WHAT THE TASK REQUIRES. Transcribe each record below word for word.

§ §

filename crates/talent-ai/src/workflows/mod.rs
pub mod hiring;
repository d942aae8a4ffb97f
pub mod config;
pub mod error;
pub mod telemetry;
pub mod workflows;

§ §

YOUR RESPONSE.
filename crates/talent-ai/src/workflows/mod.rs
pub mod hiring;
repository d942aae8a4ffb97f
pub mod config;
pub mod error;
pub mod telemetry;
pub mod workflows;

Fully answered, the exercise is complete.